───── MATERIAL SUPPLIED ─────

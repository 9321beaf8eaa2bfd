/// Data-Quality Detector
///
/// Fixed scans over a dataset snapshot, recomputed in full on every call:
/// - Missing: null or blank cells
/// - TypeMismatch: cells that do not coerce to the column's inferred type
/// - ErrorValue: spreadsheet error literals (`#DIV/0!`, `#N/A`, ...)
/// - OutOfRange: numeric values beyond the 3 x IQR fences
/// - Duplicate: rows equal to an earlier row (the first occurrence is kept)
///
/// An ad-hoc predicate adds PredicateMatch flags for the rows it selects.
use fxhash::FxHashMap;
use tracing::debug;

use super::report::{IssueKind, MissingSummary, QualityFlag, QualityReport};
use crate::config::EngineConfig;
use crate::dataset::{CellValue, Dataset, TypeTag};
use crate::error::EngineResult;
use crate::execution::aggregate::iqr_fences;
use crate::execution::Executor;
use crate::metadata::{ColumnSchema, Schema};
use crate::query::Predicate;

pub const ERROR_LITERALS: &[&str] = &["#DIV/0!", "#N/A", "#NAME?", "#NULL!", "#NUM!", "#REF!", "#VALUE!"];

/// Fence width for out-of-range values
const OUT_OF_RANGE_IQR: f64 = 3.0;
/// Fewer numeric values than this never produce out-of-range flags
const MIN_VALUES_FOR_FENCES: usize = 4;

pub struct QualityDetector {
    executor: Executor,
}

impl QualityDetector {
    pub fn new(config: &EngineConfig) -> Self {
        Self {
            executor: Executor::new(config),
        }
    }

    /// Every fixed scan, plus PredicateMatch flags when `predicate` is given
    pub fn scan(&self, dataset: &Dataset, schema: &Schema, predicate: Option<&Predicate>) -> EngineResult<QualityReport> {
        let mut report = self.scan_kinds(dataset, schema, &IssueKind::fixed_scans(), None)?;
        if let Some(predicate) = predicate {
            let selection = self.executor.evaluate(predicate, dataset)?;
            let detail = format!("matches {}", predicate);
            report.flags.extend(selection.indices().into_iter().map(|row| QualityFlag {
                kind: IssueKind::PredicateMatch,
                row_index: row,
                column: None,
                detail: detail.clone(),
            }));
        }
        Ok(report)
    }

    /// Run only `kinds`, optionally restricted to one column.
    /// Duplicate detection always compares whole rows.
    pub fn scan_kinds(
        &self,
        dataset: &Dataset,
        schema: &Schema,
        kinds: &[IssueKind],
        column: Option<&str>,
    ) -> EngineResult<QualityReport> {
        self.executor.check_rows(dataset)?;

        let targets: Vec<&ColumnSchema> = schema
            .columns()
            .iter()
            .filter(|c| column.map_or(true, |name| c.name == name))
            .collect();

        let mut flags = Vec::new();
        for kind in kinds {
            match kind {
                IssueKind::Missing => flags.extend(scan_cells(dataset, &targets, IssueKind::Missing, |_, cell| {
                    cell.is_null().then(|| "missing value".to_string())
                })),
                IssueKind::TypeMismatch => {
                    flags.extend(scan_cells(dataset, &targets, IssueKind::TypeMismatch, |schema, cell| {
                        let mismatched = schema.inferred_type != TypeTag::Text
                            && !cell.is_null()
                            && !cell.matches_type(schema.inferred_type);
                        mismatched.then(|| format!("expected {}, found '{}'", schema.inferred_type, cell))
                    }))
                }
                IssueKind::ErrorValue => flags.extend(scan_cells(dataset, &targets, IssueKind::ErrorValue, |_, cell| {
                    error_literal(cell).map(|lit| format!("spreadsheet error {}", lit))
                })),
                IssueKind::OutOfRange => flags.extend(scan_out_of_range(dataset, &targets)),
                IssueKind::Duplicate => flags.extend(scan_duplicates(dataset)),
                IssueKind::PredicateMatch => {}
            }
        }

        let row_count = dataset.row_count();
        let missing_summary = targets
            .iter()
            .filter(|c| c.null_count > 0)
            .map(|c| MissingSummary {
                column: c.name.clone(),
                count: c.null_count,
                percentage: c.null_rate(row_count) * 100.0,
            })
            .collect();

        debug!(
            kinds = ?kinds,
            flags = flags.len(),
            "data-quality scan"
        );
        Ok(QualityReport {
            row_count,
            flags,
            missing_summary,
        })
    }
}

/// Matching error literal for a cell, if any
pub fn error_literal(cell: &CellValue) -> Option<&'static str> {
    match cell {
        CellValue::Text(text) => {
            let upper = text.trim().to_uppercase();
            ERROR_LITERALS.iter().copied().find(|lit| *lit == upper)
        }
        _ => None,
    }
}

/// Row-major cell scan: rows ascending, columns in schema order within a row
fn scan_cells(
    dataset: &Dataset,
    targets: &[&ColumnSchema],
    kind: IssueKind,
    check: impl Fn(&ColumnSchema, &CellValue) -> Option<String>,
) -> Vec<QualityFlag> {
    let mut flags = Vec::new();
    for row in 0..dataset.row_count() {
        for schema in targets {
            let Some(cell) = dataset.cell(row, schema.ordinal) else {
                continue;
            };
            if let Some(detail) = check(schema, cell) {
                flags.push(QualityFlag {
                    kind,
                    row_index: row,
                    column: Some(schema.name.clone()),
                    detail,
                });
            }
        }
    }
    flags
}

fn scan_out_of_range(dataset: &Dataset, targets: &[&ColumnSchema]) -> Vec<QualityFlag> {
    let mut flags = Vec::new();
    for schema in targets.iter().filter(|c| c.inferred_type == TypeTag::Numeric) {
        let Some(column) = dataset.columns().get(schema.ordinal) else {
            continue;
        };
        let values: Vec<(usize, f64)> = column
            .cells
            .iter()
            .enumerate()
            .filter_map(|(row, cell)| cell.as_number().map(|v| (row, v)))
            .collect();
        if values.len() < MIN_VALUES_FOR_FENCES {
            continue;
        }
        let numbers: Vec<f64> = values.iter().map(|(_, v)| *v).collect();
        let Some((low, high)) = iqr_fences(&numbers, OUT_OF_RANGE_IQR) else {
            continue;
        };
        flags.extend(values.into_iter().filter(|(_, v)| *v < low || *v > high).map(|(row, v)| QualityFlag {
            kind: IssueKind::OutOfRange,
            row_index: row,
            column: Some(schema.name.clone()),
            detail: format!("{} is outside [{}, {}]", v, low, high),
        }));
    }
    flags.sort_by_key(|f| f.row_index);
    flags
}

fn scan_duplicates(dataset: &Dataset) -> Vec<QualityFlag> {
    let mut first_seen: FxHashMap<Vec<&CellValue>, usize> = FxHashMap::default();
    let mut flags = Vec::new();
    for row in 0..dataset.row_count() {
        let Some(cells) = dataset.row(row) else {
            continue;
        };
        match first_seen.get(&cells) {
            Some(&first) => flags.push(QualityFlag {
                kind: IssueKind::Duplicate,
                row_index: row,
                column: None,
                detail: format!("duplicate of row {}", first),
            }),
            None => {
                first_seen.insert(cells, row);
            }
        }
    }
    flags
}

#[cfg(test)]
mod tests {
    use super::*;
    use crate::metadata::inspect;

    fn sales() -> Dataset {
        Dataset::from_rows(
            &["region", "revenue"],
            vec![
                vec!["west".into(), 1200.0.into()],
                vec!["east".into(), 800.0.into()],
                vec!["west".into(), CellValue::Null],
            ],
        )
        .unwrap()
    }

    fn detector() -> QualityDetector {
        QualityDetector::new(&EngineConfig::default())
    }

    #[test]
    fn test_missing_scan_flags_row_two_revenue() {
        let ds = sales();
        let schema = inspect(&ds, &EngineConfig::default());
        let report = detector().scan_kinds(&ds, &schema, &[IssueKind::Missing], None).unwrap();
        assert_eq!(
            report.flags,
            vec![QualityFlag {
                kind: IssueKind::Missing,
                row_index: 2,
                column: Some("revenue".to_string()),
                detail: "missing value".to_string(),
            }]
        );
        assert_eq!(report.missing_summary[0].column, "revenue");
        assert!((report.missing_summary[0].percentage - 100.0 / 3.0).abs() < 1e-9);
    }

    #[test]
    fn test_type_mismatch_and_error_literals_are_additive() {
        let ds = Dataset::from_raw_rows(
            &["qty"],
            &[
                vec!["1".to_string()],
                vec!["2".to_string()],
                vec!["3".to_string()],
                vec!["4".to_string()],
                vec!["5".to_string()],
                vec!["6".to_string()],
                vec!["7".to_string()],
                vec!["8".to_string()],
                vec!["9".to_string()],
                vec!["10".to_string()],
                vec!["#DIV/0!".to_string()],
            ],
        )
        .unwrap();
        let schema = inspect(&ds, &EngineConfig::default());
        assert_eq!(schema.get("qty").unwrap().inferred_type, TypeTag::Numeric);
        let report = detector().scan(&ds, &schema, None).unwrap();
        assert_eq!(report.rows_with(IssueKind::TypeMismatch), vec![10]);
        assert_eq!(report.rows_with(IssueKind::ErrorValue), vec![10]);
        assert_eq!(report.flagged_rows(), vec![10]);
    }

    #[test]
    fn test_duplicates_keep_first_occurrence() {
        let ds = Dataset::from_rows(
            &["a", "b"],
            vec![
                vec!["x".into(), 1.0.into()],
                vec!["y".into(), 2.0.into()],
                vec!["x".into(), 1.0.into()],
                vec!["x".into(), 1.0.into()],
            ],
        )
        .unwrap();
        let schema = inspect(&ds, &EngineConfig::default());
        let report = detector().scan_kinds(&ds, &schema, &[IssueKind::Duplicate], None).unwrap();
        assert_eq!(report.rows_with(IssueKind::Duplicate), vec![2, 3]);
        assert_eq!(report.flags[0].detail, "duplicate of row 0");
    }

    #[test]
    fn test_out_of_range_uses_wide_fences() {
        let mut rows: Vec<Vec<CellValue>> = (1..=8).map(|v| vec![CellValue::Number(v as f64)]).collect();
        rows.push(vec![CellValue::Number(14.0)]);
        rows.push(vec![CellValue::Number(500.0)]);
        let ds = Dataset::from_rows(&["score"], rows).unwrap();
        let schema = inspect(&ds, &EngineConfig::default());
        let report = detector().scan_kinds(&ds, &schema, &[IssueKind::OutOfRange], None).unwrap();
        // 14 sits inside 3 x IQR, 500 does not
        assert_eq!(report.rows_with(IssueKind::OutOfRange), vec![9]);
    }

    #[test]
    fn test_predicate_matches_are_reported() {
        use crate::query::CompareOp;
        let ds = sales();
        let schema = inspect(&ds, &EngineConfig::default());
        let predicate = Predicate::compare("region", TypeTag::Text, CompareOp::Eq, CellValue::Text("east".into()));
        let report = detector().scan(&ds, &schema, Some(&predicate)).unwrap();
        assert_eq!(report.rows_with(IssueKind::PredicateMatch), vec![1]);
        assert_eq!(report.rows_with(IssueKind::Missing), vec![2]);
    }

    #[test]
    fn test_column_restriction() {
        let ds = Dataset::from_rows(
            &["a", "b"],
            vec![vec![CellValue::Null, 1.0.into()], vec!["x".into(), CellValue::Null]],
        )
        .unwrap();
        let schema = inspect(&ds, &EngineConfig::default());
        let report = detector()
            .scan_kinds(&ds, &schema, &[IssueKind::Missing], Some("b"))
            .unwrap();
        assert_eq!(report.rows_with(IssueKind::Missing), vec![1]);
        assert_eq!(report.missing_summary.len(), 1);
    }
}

─────
───── MATERIAL SUPPLIED ─────

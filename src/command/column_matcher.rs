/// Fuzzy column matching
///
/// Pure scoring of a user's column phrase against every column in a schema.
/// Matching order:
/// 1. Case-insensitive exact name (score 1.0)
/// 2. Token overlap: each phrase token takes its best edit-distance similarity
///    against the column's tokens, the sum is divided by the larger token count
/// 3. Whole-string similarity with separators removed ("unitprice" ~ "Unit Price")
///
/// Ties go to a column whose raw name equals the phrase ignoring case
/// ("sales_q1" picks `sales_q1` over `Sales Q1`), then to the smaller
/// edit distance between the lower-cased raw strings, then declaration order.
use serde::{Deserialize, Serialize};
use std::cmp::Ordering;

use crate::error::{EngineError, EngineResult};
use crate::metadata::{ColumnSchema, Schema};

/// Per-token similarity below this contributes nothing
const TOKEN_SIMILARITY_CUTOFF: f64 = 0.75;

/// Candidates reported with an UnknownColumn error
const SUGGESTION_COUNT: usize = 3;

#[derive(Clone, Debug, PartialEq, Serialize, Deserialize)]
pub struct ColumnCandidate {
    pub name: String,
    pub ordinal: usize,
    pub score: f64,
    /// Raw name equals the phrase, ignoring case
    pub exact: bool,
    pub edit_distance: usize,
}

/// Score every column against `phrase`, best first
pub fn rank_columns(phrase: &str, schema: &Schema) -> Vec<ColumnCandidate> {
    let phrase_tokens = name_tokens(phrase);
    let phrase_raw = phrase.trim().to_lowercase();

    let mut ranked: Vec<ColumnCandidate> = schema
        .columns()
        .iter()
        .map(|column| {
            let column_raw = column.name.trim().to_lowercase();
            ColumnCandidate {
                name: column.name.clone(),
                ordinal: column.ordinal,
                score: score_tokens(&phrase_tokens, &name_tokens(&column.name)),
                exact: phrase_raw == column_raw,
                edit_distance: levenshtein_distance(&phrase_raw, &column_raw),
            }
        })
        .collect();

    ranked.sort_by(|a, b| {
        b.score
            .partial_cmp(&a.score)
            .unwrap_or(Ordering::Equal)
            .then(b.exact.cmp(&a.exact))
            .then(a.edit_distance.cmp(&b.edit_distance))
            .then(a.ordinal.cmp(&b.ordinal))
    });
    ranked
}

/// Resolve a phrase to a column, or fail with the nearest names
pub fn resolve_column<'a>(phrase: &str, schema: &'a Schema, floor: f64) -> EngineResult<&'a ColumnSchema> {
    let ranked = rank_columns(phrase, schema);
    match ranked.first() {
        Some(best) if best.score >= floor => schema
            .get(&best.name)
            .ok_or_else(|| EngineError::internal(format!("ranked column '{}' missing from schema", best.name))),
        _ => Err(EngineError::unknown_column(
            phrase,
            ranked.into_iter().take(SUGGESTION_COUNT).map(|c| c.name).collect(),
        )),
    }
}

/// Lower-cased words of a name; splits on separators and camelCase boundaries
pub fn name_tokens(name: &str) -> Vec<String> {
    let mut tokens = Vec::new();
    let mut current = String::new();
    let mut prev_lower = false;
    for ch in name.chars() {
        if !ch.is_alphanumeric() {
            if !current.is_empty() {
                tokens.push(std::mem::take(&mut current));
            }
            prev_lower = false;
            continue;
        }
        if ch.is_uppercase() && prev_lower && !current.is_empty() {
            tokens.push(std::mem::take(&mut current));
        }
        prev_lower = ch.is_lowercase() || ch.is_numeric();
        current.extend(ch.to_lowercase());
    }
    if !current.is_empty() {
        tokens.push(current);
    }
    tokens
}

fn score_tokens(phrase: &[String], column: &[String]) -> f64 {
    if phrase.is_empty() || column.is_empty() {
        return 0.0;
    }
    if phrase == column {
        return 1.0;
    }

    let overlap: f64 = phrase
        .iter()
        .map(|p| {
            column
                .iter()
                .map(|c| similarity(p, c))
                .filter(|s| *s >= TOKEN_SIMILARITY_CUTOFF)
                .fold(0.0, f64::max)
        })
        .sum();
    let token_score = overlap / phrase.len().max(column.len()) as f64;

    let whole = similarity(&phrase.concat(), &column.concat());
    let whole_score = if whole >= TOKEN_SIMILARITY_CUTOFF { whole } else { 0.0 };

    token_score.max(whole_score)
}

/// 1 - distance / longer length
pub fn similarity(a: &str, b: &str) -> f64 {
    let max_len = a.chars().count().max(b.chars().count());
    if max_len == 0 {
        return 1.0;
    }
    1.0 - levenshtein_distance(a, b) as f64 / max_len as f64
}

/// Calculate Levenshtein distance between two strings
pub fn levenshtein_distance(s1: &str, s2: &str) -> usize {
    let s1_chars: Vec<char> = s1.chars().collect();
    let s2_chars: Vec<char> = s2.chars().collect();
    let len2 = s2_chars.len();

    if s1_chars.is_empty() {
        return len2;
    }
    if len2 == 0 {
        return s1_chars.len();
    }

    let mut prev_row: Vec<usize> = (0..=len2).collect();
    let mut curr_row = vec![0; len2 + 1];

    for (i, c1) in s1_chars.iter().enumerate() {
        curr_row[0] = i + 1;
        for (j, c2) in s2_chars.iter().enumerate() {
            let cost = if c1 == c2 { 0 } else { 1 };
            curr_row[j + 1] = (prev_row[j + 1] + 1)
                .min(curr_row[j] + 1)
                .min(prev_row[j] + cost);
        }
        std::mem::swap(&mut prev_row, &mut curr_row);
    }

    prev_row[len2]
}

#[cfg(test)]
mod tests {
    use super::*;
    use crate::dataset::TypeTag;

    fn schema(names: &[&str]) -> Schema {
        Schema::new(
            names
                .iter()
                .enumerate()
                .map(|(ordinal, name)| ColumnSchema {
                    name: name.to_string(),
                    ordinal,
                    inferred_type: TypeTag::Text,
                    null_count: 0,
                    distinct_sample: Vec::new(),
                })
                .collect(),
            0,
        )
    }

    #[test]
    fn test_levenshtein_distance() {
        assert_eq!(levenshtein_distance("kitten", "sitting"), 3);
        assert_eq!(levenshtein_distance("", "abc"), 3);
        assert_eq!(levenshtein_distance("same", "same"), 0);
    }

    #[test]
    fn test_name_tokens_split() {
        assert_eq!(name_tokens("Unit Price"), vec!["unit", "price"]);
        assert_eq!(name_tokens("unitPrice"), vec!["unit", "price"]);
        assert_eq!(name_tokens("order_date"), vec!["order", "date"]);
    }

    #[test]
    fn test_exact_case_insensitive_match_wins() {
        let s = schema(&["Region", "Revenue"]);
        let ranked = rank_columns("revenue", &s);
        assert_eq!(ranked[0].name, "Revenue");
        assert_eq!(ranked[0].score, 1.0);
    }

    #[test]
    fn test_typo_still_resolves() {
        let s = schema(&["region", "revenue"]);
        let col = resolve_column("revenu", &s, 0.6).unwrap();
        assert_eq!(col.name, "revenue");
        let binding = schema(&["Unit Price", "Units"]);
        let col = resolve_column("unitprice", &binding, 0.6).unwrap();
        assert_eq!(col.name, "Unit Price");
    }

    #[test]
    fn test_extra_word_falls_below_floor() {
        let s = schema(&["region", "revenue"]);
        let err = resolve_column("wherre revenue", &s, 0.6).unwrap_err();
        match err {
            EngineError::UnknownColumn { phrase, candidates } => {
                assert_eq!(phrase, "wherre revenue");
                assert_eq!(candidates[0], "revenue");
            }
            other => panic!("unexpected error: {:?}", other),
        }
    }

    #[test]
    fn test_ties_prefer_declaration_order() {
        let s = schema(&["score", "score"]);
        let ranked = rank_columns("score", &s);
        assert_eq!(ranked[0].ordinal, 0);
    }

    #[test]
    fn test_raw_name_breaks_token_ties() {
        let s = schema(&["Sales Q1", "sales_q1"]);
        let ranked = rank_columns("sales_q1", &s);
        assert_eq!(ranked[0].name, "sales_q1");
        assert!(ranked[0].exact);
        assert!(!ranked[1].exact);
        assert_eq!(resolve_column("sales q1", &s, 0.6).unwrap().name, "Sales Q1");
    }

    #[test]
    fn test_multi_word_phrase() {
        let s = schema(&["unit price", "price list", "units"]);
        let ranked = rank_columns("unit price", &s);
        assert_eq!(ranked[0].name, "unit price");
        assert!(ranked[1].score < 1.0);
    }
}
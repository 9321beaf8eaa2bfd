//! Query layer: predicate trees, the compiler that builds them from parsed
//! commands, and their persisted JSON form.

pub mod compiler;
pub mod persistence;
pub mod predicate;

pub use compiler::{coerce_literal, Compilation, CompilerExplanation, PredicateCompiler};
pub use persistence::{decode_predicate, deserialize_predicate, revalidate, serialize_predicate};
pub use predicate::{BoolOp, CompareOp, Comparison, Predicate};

─────

→ THE PROBLEM: All that is wanted is an exact copy of the lines above from the one with "Score every column" through the one with "let mut ranked: Vec<ColumnCandidate>", with both ends included.

→ OUTPUT OF THE TASK:
/// Score every column against `phrase`, best first
pub fn rank_columns(phrase: &str, schema: &Schema) -> Vec<ColumnCandidate> {
    let phrase_tokens = name_tokens(phrase);
    let phrase_raw = phrase.trim().to_lowercase();

    let mut ranked: Vec<ColumnCandidate> = schema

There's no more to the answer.